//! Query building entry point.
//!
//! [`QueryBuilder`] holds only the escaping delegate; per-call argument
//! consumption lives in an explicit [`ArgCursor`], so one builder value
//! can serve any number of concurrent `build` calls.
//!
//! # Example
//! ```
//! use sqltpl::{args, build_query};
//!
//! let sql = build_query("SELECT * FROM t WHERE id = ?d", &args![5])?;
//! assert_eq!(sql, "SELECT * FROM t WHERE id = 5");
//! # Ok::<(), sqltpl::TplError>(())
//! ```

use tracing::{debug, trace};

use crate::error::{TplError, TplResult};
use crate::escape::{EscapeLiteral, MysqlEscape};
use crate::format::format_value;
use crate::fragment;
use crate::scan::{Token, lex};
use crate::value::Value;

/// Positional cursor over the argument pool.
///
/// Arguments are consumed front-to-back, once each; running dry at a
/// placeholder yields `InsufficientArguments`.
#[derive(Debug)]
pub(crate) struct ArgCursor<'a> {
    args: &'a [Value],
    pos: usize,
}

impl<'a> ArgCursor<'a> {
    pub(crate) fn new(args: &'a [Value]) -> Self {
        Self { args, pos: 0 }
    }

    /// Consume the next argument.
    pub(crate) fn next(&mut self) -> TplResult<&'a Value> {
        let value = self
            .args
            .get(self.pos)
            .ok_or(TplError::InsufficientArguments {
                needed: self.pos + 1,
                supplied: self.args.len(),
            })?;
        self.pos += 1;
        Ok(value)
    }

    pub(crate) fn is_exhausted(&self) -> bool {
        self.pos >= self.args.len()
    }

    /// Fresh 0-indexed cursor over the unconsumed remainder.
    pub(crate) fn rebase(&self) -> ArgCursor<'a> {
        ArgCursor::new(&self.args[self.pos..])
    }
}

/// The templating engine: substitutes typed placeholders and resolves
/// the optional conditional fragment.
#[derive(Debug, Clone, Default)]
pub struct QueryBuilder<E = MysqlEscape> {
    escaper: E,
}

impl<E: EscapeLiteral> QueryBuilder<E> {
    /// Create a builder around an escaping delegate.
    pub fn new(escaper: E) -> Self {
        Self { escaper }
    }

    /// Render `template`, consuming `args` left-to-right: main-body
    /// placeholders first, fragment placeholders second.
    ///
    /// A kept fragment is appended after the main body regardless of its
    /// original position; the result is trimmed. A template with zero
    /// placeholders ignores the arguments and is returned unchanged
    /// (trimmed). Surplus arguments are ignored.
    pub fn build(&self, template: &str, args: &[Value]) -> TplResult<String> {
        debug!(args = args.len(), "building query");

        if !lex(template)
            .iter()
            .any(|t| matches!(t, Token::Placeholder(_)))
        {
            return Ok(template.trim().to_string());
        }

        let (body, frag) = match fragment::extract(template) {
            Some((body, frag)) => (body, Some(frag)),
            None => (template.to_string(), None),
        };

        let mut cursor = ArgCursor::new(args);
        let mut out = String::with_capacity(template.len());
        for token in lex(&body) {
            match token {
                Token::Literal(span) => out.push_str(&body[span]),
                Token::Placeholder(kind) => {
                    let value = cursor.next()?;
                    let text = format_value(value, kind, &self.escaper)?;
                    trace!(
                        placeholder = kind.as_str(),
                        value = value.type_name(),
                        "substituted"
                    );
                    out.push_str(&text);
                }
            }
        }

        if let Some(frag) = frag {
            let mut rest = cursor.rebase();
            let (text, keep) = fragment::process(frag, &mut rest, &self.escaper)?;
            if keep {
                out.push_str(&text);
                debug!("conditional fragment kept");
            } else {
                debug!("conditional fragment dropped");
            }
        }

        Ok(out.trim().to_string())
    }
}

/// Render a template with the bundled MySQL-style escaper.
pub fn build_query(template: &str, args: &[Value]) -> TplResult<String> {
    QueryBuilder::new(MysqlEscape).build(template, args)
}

______

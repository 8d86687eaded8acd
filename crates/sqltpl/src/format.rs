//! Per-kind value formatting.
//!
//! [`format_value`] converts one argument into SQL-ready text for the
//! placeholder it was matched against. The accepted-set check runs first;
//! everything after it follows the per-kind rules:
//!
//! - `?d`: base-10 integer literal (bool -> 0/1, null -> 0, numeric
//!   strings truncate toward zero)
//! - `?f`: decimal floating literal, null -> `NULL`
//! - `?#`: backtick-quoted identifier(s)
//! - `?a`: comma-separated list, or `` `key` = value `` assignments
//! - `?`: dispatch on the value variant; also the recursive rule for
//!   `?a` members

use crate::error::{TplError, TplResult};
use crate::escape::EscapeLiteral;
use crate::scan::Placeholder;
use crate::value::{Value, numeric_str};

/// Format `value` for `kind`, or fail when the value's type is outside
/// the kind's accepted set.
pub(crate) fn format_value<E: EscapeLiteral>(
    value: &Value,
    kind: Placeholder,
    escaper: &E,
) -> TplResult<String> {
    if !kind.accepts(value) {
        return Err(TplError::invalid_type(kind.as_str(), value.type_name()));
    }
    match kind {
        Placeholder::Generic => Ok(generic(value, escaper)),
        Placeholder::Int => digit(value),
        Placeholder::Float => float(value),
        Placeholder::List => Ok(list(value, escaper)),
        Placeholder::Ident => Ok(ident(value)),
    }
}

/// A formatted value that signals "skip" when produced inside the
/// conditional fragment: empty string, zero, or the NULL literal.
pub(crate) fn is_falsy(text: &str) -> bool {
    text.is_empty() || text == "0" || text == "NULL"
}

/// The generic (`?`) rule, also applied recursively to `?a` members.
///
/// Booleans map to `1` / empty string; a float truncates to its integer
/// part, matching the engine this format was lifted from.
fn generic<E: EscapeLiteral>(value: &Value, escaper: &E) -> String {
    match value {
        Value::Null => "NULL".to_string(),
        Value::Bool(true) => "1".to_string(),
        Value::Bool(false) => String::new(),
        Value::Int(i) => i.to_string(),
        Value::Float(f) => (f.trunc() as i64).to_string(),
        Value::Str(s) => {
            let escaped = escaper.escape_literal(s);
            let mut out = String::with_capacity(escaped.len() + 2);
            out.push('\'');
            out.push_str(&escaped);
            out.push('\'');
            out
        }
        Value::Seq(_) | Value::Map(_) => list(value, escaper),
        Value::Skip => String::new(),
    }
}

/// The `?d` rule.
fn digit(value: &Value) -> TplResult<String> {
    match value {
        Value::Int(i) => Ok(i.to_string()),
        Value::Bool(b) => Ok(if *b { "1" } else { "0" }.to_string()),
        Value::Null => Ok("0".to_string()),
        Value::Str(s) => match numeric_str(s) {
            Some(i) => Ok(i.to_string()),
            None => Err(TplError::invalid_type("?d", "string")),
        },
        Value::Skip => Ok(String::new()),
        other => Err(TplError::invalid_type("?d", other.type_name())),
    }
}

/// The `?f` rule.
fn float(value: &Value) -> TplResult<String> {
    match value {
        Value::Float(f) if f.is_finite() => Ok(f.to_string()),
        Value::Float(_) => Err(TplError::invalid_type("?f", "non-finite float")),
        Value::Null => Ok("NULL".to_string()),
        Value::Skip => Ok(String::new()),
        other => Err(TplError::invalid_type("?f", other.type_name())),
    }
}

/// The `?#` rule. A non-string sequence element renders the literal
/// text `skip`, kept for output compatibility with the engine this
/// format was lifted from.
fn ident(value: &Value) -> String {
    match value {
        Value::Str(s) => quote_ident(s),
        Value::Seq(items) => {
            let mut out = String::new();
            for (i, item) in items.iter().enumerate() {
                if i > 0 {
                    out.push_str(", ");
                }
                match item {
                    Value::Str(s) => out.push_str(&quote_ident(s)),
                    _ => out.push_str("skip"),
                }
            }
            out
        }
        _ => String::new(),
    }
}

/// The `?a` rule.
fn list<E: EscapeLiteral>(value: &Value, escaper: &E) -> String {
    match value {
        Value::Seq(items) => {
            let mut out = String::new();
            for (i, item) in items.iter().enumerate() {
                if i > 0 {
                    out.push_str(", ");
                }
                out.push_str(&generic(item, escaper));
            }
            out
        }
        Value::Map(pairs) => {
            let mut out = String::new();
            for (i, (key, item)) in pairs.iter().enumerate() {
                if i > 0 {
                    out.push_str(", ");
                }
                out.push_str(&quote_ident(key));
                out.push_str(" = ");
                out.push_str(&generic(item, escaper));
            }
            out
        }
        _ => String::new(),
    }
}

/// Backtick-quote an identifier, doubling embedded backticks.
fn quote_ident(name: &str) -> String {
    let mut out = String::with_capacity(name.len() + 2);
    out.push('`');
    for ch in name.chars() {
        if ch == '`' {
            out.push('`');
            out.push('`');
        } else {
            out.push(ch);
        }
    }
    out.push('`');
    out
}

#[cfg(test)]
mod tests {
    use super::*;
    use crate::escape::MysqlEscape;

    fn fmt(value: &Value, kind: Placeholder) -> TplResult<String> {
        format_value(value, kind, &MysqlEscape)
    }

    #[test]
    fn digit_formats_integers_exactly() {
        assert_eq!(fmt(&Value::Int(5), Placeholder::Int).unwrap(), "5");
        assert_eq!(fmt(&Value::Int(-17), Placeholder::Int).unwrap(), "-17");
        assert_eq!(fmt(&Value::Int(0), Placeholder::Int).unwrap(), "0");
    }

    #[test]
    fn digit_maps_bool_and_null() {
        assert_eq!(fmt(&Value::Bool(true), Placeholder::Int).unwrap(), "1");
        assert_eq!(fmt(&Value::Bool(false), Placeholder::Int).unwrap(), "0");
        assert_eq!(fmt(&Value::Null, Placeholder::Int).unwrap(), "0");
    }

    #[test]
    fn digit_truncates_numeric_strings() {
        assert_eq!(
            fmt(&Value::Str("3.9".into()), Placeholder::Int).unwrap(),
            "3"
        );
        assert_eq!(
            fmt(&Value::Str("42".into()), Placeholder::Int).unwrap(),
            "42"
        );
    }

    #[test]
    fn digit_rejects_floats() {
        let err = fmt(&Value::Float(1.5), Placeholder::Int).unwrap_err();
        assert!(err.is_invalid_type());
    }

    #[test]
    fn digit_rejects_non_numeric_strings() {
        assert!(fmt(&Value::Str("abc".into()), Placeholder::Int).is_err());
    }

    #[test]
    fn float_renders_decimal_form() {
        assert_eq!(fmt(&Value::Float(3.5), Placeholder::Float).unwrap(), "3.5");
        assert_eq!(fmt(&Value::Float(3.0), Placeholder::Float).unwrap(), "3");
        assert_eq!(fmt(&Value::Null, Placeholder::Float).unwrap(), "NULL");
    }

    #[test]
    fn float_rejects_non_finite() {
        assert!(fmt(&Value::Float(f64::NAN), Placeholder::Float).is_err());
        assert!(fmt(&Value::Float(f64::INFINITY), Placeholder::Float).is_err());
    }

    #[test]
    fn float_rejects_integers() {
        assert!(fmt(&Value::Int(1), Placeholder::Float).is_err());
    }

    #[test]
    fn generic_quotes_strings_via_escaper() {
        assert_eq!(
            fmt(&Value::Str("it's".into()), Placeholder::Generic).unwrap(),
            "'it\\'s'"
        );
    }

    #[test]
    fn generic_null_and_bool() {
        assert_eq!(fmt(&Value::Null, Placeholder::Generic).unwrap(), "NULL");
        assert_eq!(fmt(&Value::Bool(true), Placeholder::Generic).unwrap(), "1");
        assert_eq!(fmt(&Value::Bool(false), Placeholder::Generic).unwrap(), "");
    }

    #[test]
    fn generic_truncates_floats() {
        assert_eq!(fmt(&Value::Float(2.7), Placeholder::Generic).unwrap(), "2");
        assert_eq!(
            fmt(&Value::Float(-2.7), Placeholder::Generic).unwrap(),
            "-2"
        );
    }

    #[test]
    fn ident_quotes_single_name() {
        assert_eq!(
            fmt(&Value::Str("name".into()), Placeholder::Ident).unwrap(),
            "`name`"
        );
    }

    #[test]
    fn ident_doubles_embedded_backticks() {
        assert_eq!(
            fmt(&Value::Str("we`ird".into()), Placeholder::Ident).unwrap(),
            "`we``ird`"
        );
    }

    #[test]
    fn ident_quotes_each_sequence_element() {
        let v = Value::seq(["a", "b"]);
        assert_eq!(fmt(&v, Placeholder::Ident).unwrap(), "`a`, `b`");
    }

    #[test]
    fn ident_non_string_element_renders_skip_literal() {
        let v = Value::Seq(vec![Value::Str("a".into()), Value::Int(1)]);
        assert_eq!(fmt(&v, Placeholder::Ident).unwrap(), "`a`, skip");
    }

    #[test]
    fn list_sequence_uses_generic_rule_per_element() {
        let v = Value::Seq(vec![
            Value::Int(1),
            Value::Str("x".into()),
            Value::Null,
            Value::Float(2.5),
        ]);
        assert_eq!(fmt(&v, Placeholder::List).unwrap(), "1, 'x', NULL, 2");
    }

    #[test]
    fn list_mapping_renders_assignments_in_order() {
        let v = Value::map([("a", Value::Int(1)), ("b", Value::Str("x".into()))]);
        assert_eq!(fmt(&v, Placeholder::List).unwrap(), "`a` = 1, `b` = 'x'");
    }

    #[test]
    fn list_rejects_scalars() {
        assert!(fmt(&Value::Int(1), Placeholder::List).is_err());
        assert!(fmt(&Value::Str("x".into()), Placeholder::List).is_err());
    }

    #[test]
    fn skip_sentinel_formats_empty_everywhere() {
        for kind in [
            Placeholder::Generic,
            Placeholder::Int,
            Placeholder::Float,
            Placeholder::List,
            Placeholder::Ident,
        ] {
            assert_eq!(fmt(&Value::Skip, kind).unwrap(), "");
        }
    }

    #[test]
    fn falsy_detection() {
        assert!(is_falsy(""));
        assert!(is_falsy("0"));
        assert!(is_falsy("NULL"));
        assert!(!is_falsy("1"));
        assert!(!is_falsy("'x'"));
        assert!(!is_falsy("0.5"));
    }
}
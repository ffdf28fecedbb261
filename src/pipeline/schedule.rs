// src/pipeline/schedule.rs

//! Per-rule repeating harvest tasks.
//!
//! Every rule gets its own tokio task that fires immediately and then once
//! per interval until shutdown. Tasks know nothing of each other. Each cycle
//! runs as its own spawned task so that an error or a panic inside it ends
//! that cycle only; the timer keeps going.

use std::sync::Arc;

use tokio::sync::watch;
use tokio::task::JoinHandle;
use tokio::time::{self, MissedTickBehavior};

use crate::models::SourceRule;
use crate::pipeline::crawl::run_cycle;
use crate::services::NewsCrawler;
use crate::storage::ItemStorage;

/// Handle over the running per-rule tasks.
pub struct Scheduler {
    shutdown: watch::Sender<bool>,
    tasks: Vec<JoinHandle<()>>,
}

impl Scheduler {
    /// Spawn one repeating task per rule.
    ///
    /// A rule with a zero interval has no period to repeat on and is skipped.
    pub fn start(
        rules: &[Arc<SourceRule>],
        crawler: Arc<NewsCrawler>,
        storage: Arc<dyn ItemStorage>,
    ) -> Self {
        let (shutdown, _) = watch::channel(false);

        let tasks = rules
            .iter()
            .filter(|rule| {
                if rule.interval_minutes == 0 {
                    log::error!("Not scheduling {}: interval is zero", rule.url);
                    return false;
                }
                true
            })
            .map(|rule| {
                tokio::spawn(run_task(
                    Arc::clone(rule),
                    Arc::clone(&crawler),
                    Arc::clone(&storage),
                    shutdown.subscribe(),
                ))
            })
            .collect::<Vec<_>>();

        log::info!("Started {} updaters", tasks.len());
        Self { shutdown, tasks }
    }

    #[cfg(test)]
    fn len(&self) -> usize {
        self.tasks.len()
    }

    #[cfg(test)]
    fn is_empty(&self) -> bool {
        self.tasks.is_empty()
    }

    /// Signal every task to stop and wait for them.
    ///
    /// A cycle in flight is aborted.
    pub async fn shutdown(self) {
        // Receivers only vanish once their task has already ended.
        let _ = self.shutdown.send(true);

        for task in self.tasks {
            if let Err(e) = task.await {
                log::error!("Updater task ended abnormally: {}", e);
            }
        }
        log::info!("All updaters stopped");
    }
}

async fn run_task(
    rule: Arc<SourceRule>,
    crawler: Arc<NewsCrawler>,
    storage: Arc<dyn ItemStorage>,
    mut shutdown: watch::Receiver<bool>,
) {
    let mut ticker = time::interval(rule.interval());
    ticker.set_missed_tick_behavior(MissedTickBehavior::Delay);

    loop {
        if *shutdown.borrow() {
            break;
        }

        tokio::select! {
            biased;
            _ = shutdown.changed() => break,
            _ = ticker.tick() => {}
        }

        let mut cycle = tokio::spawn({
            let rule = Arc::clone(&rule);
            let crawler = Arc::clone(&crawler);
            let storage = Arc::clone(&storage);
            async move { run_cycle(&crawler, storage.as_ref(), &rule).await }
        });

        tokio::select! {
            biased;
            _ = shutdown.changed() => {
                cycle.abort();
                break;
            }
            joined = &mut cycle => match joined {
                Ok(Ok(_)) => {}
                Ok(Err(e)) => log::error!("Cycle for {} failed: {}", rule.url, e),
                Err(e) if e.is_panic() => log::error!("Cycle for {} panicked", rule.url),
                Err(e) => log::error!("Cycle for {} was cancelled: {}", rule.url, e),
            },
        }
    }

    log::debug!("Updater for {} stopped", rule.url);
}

______

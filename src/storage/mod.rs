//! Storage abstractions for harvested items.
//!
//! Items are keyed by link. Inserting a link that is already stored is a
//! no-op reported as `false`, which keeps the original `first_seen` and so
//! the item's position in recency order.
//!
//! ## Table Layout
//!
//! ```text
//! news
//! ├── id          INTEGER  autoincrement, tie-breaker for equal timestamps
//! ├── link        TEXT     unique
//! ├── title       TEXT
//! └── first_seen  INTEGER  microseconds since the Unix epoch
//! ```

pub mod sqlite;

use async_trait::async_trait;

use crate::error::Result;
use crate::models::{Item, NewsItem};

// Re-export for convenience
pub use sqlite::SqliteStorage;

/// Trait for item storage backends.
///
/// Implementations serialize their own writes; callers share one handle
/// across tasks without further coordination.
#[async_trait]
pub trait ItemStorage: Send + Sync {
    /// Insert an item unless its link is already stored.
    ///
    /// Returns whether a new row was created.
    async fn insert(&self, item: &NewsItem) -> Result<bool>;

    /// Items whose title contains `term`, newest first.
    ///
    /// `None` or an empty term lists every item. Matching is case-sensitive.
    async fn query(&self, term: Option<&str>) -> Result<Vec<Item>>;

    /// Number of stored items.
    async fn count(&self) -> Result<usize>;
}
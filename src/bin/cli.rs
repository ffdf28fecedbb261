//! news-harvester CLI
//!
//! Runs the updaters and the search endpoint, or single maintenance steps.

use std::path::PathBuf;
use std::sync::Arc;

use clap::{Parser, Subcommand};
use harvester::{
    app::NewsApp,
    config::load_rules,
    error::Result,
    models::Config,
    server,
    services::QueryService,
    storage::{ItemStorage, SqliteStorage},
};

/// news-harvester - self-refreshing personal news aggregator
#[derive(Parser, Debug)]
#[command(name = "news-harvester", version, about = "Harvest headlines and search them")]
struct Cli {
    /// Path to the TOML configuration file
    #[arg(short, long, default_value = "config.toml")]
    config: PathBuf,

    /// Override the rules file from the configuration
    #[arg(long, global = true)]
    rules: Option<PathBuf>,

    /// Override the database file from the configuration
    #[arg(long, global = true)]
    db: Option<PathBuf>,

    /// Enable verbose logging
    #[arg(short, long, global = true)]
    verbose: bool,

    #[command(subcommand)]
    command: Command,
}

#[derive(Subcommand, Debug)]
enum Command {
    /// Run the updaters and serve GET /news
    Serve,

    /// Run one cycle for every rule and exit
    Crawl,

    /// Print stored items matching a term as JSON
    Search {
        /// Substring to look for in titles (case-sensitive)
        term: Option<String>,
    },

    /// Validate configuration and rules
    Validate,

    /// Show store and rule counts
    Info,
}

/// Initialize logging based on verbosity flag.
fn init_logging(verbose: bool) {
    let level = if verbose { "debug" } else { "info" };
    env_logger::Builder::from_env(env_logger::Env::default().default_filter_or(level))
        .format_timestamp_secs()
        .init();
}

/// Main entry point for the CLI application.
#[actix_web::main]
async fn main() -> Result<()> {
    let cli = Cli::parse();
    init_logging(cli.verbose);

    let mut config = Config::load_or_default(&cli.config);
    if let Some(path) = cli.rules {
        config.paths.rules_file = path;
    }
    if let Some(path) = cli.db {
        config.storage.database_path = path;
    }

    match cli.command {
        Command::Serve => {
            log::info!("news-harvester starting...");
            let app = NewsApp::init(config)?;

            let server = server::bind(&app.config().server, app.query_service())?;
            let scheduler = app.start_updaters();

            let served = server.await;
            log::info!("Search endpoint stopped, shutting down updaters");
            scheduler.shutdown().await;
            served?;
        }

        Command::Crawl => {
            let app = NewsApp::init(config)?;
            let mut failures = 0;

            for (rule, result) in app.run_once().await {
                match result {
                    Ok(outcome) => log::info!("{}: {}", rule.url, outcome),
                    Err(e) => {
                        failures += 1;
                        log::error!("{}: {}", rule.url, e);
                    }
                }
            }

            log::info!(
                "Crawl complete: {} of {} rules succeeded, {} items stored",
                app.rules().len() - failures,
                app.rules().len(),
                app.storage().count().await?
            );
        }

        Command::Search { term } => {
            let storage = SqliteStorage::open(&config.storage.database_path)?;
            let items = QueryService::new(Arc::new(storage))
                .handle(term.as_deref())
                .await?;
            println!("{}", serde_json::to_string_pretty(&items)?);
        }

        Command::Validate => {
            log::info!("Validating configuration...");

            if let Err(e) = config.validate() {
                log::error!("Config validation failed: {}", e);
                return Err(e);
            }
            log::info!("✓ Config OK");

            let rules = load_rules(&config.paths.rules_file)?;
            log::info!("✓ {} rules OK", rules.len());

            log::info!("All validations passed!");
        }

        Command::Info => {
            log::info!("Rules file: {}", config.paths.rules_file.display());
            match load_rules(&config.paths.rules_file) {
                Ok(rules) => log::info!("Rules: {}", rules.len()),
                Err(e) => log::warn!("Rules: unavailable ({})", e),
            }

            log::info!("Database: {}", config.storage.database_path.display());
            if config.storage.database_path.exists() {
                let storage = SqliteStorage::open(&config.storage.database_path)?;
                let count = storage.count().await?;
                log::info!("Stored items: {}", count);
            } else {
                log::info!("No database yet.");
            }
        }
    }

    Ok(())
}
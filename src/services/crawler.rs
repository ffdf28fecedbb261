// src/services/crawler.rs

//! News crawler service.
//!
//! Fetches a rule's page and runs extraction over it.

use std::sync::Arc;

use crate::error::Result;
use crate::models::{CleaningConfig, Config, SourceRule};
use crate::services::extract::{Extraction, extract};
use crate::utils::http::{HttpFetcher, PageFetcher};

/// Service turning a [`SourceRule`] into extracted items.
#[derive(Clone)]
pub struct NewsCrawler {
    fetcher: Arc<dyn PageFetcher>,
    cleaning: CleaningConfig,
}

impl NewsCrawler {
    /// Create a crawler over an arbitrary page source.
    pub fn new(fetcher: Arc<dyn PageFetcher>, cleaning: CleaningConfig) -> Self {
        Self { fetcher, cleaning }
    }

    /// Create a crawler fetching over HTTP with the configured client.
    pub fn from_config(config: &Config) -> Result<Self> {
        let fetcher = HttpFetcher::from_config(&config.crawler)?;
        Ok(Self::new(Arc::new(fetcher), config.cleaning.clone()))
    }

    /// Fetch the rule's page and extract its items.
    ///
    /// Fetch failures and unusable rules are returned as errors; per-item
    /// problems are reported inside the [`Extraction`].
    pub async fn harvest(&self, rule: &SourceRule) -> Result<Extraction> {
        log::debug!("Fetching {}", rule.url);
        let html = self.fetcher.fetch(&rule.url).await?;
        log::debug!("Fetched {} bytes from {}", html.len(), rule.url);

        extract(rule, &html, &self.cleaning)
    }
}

______

What the exercise asks: Could you work out how many lines above contain the string "original"? Only the number should be given.

Solved problem: 2